Indian researchers have found an environment-friendly way to mass-produce silver nanoparticles. The researchers from Gulbarga University have used a marshland fungus to churn out the nanoparticle1s. With no toxic chemicals employed, this process may meet the future demands of silver nanoparticles, widely used in catalysis, biosensors and coatings for medical devices.
It is cumbersome and expensive to recover nanoparticles through extracellular synthesis. To overcome this, the researchers used the fungi Fusarium semitectum from marshlands in the extracellular synthesis of silver nanoparticles.
The fungus was grown in culture medium, its biomass sieved and washed and filtrate made to react with silver nitrate solution. In a day's time, the colour of the solution turned from colourless to brown indicating the formation of silver nanoparticles. The silver ions were reduced to silver nanoparticles in the solution.
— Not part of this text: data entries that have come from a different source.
//! Device lease shared by the dispatchers.
//!
//! The scheduler and the loading sequencer both drive the same crane. Before
//! submitting a command a dispatcher claims the lease, and it keeps the lease
//! until its work on the device is finished or aborted. The safety interlock
//! does not take the lease: it may pause the crane whoever holds it.

use std::fmt;

use parking_lot::Mutex;
use serde::Serialize;
use tracing::debug;

use crate::error::{ControlError, Result};

/// A component allowed to dispatch crane commands.
#[derive(Debug, Clone, Copy, PartialEq, Eq, Serialize)]
#[serde(rename_all = "snake_case")]
pub enum LeaseHolder {
    /// The transport job scheduler.
    Scheduler,
    /// The loading sequencer.
    Loading,
}

impl fmt::Display for LeaseHolder {
    fn fmt(&self, f: &mut fmt::Formatter<'_>) -> fmt::Result {
        match self {
            Self::Scheduler => f.write_str("scheduler"),
            Self::Loading => f.write_str("loading"),
        }
    }
}

/// Result of a lease operation.
#[derive(Debug, Clone, Copy, PartialEq, Eq)]
pub enum LeaseResult {
    /// Lease acquired (or already held by the caller).
    Acquired,
    /// Lease released.
    Released,
    /// Rejected because another dispatcher holds the lease.
    Rejected {
        /// Who holds the lease.
        held_by: LeaseHolder,
    },
    /// Nobody held the lease; release ignored.
    NotHeld,
}

/// Exclusive right to dispatch commands to the crane.
#[derive(Debug, Default)]
pub struct DeviceLease {
    holder: Mutex<Option<LeaseHolder>>,
}

impl DeviceLease {
    /// Create a free lease.
    #[must_use]
    pub fn new() -> Self {
        Self::default()
    }

    /// Attempt to acquire the lease.
    pub fn try_acquire(&self, holder: LeaseHolder) -> LeaseResult {
        let mut current = self.holder.lock();
        match *current {
            Some(held_by) if held_by != holder => LeaseResult::Rejected { held_by },
            Some(_) => LeaseResult::Acquired,
            None => {
                *current = Some(holder);
                debug!(holder = %holder, "Device lease acquired");
                LeaseResult::Acquired
            }
        }
    }

    /// Acquire the lease or fail with the current owner.
    ///
    /// # Errors
    ///
    /// Returns `ControlError::DeviceHeld` if another dispatcher holds the lease.
    pub fn claim(&self, holder: LeaseHolder) -> Result<()> {
        match self.try_acquire(holder) {
            LeaseResult::Rejected { held_by } => Err(ControlError::DeviceHeld {
                held_by: held_by.to_string(),
            }),
            _ => Ok(()),
        }
    }

    /// Release the lease. Only the owner can release it.
    pub fn release(&self, holder: LeaseHolder) -> LeaseResult {
        let mut current = self.holder.lock();
        match *current {
            Some(held_by) if held_by == holder => {
                *current = None;
                debug!(holder = %holder, "Device lease released");
                LeaseResult::Released
            }
            Some(held_by) => LeaseResult::Rejected { held_by },
            None => LeaseResult::NotHeld,
        }
    }

    /// Current owner of the lease.
    #[must_use]
    pub fn holder(&self) -> Option<LeaseHolder> {
        *self.holder.lock()
    }

    /// Returns true if `holder` may dispatch now.
    #[must_use]
    pub fn is_available_to(&self, holder: LeaseHolder) -> bool {
        self.holder().map_or(true, |current| current == holder)
    }
}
The nanoparticles are spherical in shape with sizes between 10 and 60 nm. The nanoparticles were found to be stable even after 6-8 weeks of their formation. The proteins secreted from the fungus probably form a coat covering the metal particles to prevent clumping and stabilize them in solution.
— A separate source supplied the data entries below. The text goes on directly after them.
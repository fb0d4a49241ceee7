//! In-memory storage implementation.
//!
//! This module provides the `MemoryStore` implementation of the `Store` trait.
//! All tables live behind a single lock so every write updates the record and
//! its indexes atomically.

use std::cmp::Reverse;
use std::collections::{BTreeSet, HashMap};

use chrono::Utc;
use parking_lot::RwLock;
use yardcrane_core::{CoreError, ItemId, JobId, LocationId, OrderId, ShipmentId};

use crate::error::{Result, StoreError};
use crate::types::{Item, JobStatus, Location, NewJob, Order, Shipment, TransportJob};
use crate::Store;

/// Sort key of the pending index: highest priority first, then oldest id.
type PendingKey = (Reverse<i32>, JobId);

#[derive(Debug, Default)]
struct Tables {
    jobs: HashMap<JobId, TransportJob>,
    pending: BTreeSet<PendingKey>,
    locations: HashMap<LocationId, Location>,
    items: HashMap<ItemId, Item>,
    items_by_location: HashMap<LocationId, BTreeSet<ItemId>>,
    orders: HashMap<OrderId, Order>,
    shipments: HashMap<ShipmentId, Shipment>,
    last_job_id: u64,
    last_shipment_id: u64,
}

impl Tables {
    fn job_mut(&mut self, job_id: &JobId) -> Result<&mut TransportJob> {
        self.jobs
            .get_mut(job_id)
            .ok_or(StoreError::NotFound(CoreError::JobNotFound(*job_id)))
    }

    fn index_item(&mut self, item_id: ItemId, from: Option<LocationId>, to: Option<LocationId>) {
        if let Some(old) = from {
            if let Some(slot) = self.items_by_location.get_mut(&old) {
                slot.remove(&item_id);
            }
        }
        if let Some(new) = to {
            self.items_by_location.entry(new).or_default().insert(item_id);
        }
    }
}

/// In-process implementation of [`Store`].
#[derive(Debug, Default)]
pub struct MemoryStore {
    tables: RwLock<Tables>,
}

impl MemoryStore {
    /// Create an empty store.
    #[must_use]
    pub fn new() -> Self {
        Self::default()
    }
}

impl Store for MemoryStore {
    // =========================================================================
    // Job Operations
    // =========================================================================

    fn insert_job(&self, job: NewJob) -> Result<TransportJob> {
        let mut tables = self.tables.write();
        tables.last_job_id += 1;
        let job_id = JobId::new(tables.last_job_id);
        let now = Utc::now();

        let record = TransportJob {
            job_id,
            item_id: job.item_id,
            source: job.source,
            destination: job.destination,
            priority: job.priority,
            status: JobStatus::Pending,
            retry_count: 0,
            error_message: None,
            created_at: now,
            updated_at: now,
            started_at: None,
            finished_at: None,
        };

        tables.pending.insert((Reverse(record.priority), job_id));
        tables.jobs.insert(job_id, record.clone());
        Ok(record)
    }

    fn get_job(&self, job_id: &JobId) -> Result<Option<TransportJob>> {
        Ok(self.tables.read().jobs.get(job_id).cloned())
    }

    fn find_pending(&self) -> Result<Vec<TransportJob>> {
        let tables = self.tables.read();
        Ok(tables
            .pending
            .iter()
            .filter_map(|(_, id)| tables.jobs.get(id).cloned())
            .collect())
    }

    fn list_jobs_by_status(&self, status: JobStatus) -> Result<Vec<TransportJob>> {
        let tables = self.tables.read();
        let mut jobs: Vec<_> = tables
            .jobs
            .values()
            .filter(|job| job.status == status)
            .cloned()
            .collect();
        jobs.sort_by_key(|job| job.job_id);
        Ok(jobs)
    }

    fn update_job_status(
        &self,
        job_id: &JobId,
        status: JobStatus,
        error_message: Option<String>,
    ) -> Result<()> {
        let mut tables = self.tables.write();
        let job = tables.job_mut(job_id)?;
        let old_status = job.status;
        let key = (Reverse(job.priority), *job_id);
        let now = Utc::now();

        job.status = status;
        job.error_message = error_message;
        job.updated_at = now;
        match status {
            JobStatus::InProgress => job.started_at = Some(now),
            JobStatus::Completed | JobStatus::Failed | JobStatus::Cancelled => {
                job.finished_at = Some(now);
            }
            JobStatus::Pending | JobStatus::PickedUp => {}
        }

        // Keep the pending index in step with the record
        if old_status == JobStatus::Pending && status != JobStatus::Pending {
            tables.pending.remove(&key);
        } else if status == JobStatus::Pending {
            tables.pending.insert(key);
        }

        Ok(())
    }

    fn increment_retry_count(&self, job_id: &JobId) -> Result<u32> {
        let mut tables = self.tables.write();
        let job = tables.job_mut(job_id)?;
        job.retry_count += 1;
        job.updated_at = Utc::now();
        Ok(job.retry_count)
    }

    // =========================================================================
    // Yard Operations
    // =========================================================================

    fn put_location(&self, location: &Location) -> Result<()> {
        self.tables
            .write()
            .locations
            .insert(location.location_id, location.clone());
        Ok(())
    }

    fn get_location(&self, location_id: &LocationId) -> Result<Option<Location>> {
        Ok(self.tables.read().locations.get(location_id).cloned())
    }

    fn put_item(&self, item: &Item) -> Result<()> {
        let mut tables = self.tables.write();
        let previous = tables.items.get(&item.item_id).and_then(|i| i.location);
        tables.index_item(item.item_id, previous, item.location);
        tables.items.insert(item.item_id, item.clone());
        Ok(())
    }

    fn get_item(&self, item_id: &ItemId) -> Result<Option<Item>> {
        Ok(self.tables.read().items.get(item_id).cloned())
    }

    fn relocate_item(&self, item_id: &ItemId, to: Option<LocationId>) -> Result<()> {
        let mut tables = self.tables.write();
        let from = tables
            .items
            .get(item_id)
            .ok_or(StoreError::NotFound(CoreError::ItemNotFound(*item_id)))?
            .location;

        if from == to {
            return Ok(());
        }

        if let Some(target) = to {
            let capacity = tables
                .locations
                .get(&target)
                .ok_or(StoreError::NotFound(CoreError::LocationNotFound(target)))?
                .capacity;
            let occupied = tables
                .items_by_location
                .get(&target)
                .map_or(0, BTreeSet::len);
            if occupied >= capacity as usize {
                return Err(StoreError::LocationFull {
                    location: target,
                    capacity,
                });
            }
        }

        tables.index_item(*item_id, from, to);
        if let Some(item) = tables.items.get_mut(item_id) {
            item.location = to;
        }

        tracing::debug!(item_id = %item_id, from = ?from, to = ?to, "Relocated item");
        Ok(())
    }

    fn items_at(&self, location_id: &LocationId) -> Result<Vec<ItemId>> {
        Ok(self
            .tables
            .read()
            .items_by_location
            .get(location_id)
            .map(|slot| slot.iter().copied().collect())
            .unwrap_or_default())
    }

    // =========================================================================
    // Order & Shipment Operations
    // =========================================================================

    fn put_order(&self, order: &Order) -> Result<()> {
        self.tables
            .write()
            .orders
            .insert(order.order_id, order.clone());
        Ok(())
    }

    fn get_order(&self, order_id: &OrderId) -> Result<Option<Order>> {
        Ok(self.tables.read().orders.get(order_id).cloned())
    }

    fn add_delivered_quantity(&self, order_id: &OrderId, quantity: u32) -> Result<u32> {
        let mut tables = self.tables.write();
        let order = tables
            .orders
            .get_mut(order_id)
            .ok_or(StoreError::NotFound(CoreError::OrderNotFound(*order_id)))?;
        order.quantity_delivered = order.quantity_delivered.saturating_add(quantity);
        Ok(order.quantity_delivered)
    }

    fn insert_shipment(
        &self,
        order_id: &OrderId,
        destination: &str,
        items: &[ItemId],
    ) -> Result<Shipment> {
        let mut tables = self.tables.write();
        if !tables.orders.contains_key(order_id) {
            return Err(StoreError::NotFound(CoreError::OrderNotFound(*order_id)));
        }

        tables.last_shipment_id += 1;
        let shipment = Shipment {
            shipment_id: ShipmentId::new(tables.last_shipment_id),
            order_id: *order_id,
            destination: destination.to_string(),
            items: items.to_vec(),
            created_at: Utc::now(),
        };
        tables
            .shipments
            .insert(shipment.shipment_id, shipment.clone());
        Ok(shipment)
    }

    fn get_shipment(&self, shipment_id: &ShipmentId) -> Result<Option<Shipment>> {
        Ok(self.tables.read().shipments.get(shipment_id).cloned())
    }
}

#[cfg(test)]
mod tests {
    use super::*;
    use yardcrane_core::{Dimensions, Position};

    fn new_job(item: u64, priority: i32) -> NewJob {
        NewJob {
            item_id: ItemId::new(item),
            source: LocationId::new(1),
            destination: LocationId::new(2),
            priority,
        }
    }

    fn location(id: u64, capacity: u32) -> Location {
        Location {
            location_id: LocationId::new(id),
            name: format!("L-{id}"),
            position: Position::new(0, 0, 0),
            capacity,
        }
    }

    fn item(id: u64, at: Option<u64>) -> Item {
        Item {
            item_id: ItemId::new(id),
            reference: format!("ING-{id}"),
            dimensions: Dimensions::new(4000, 500, 200, 1200),
            location: at.map(LocationId::new),
        }
    }

    #[test]
    fn job_ids_are_sequential() {
        let store = MemoryStore::new();
        let a = store.insert_job(new_job(1, 0)).unwrap();
        let b = store.insert_job(new_job(2, 0)).unwrap();
        assert_eq!(a.job_id, JobId::new(1));
        assert_eq!(b.job_id, JobId::new(2));
        assert_eq!(a.status, JobStatus::Pending);
    }

    #[test]
    fn pending_ordered_by_priority_then_id() {
        let store = MemoryStore::new();
        let low = store.insert_job(new_job(1, 1)).unwrap();
        let high_a = store.insert_job(new_job(2, 9)).unwrap();
        let high_b = store.insert_job(new_job(3, 9)).unwrap();

        let order: Vec<_> = store
            .find_pending()
            .unwrap()
            .into_iter()
            .map(|j| j.job_id)
            .collect();
        assert_eq!(order, vec![high_a.job_id, high_b.job_id, low.job_id]);
    }

    #[test]
    fn pending_index_updated_on_status_change() {
        let store = MemoryStore::new();
        let job = store.insert_job(new_job(1, 0)).unwrap();

        store
            .update_job_status(&job.job_id, JobStatus::InProgress, None)
            .unwrap();
        assert!(store.find_pending().unwrap().is_empty());

        let stored = store.get_job(&job.job_id).unwrap().unwrap();
        assert!(stored.started_at.is_some());

        // Requeue after a failed dispatch
        store
            .update_job_status(&job.job_id, JobStatus::Pending, Some("boom".into()))
            .unwrap();
        let pending = store.find_pending().unwrap();
        assert_eq!(pending.len(), 1);
        assert_eq!(pending[0].error_message.as_deref(), Some("boom"));
    }

    #[test]
    fn terminal_status_sets_finished_at() {
        let store = MemoryStore::new();
        let job = store.insert_job(new_job(1, 0)).unwrap();
        store
            .update_job_status(&job.job_id, JobStatus::Failed, Some("gone".into()))
            .unwrap();

        let stored = store.get_job(&job.job_id).unwrap().unwrap();
        assert!(stored.finished_at.is_some());
        assert_eq!(
            store.list_jobs_by_status(JobStatus::Failed).unwrap().len(),
            1
        );
    }

    #[test]
    fn update_missing_job_is_not_found() {
        let store = MemoryStore::new();
        let result = store.update_job_status(&JobId::new(99), JobStatus::Pending, None);
        assert!(matches!(
            result,
            Err(StoreError::NotFound(CoreError::JobNotFound(_)))
        ));
    }

    #[test]
    fn retry_count_increments() {
        let store = MemoryStore::new();
        let job = store.insert_job(new_job(1, 0)).unwrap();
        assert_eq!(store.increment_retry_count(&job.job_id).unwrap(), 1);
        assert_eq!(store.increment_retry_count(&job.job_id).unwrap(), 2);
    }

    #[test]
    fn relocate_respects_capacity() {
        let store = MemoryStore::new();
        store.put_location(&location(1, 5)).unwrap();
        store.put_location(&location(2, 1)).unwrap();
        store.put_item(&item(10, Some(1))).unwrap();
        store.put_item(&item(11, Some(1))).unwrap();

        store.relocate_item(&ItemId::new(10), Some(LocationId::new(2))).unwrap();
        assert_eq!(store.items_at(&LocationId::new(2)).unwrap(), vec![ItemId::new(10)]);
        assert_eq!(store.items_at(&LocationId::new(1)).unwrap(), vec![ItemId::new(11)]);

        let full = store.relocate_item(&ItemId::new(11), Some(LocationId::new(2)));
        assert!(matches!(full, Err(StoreError::LocationFull { capacity: 1, .. })));
    }

    #[test]
    fn relocate_out_of_yard() {
        let store = MemoryStore::new();
        store.put_location(&location(1, 5)).unwrap();
        store.put_item(&item(10, Some(1))).unwrap();

        store.relocate_item(&ItemId::new(10), None).unwrap();
        assert!(store.items_at(&LocationId::new(1)).unwrap().is_empty());
        assert_eq!(store.get_item(&ItemId::new(10)).unwrap().unwrap().location, None);
    }

    #[test]
    fn relocate_to_unknown_location_fails() {
        let store = MemoryStore::new();
        store.put_item(&item(10, None)).unwrap();
        let result = store.relocate_item(&ItemId::new(10), Some(LocationId::new(7)));
        assert!(matches!(
            result,
            Err(StoreError::NotFound(CoreError::LocationNotFound(_)))
        ));
    }

    #[test]
    fn shipments_and_delivered_quantity() {
        let store = MemoryStore::new();
        store
            .put_order(&Order {
                order_id: OrderId::new(1),
                reference: "PO-1".into(),
                destination: "Dock 3".into(),
                quantity_ordered: 4,
                quantity_delivered: 0,
            })
            .unwrap();

        let shipment = store
            .insert_shipment(&OrderId::new(1), "Dock 3", &[ItemId::new(1), ItemId::new(2)])
            .unwrap();
        assert_eq!(shipment.items.len(), 2);
        assert_eq!(
            store.get_shipment(&shipment.shipment_id).unwrap().unwrap(),
            shipment
        );
        assert_eq!(store.add_delivered_quantity(&OrderId::new(1), 2).unwrap(), 2);

        assert!(store
            .insert_shipment(&OrderId::new(2), "Nowhere", &[])
            .is_err());
    }
}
"The benefit of the method is that the entire process is carried out at room temperature with very minimum equipment involved," says lead researcher Abbaraju Venkataraman. Chemical synthesis of nanoparticles may produce undesired toxic chemicals, which may get adsorbed on to their surface resulting in adverse effects in medical applications, he says. Synthesis of nanoparticles from microorganisms or plant can eliminate this problem enhancing biocompatibility, he concludes.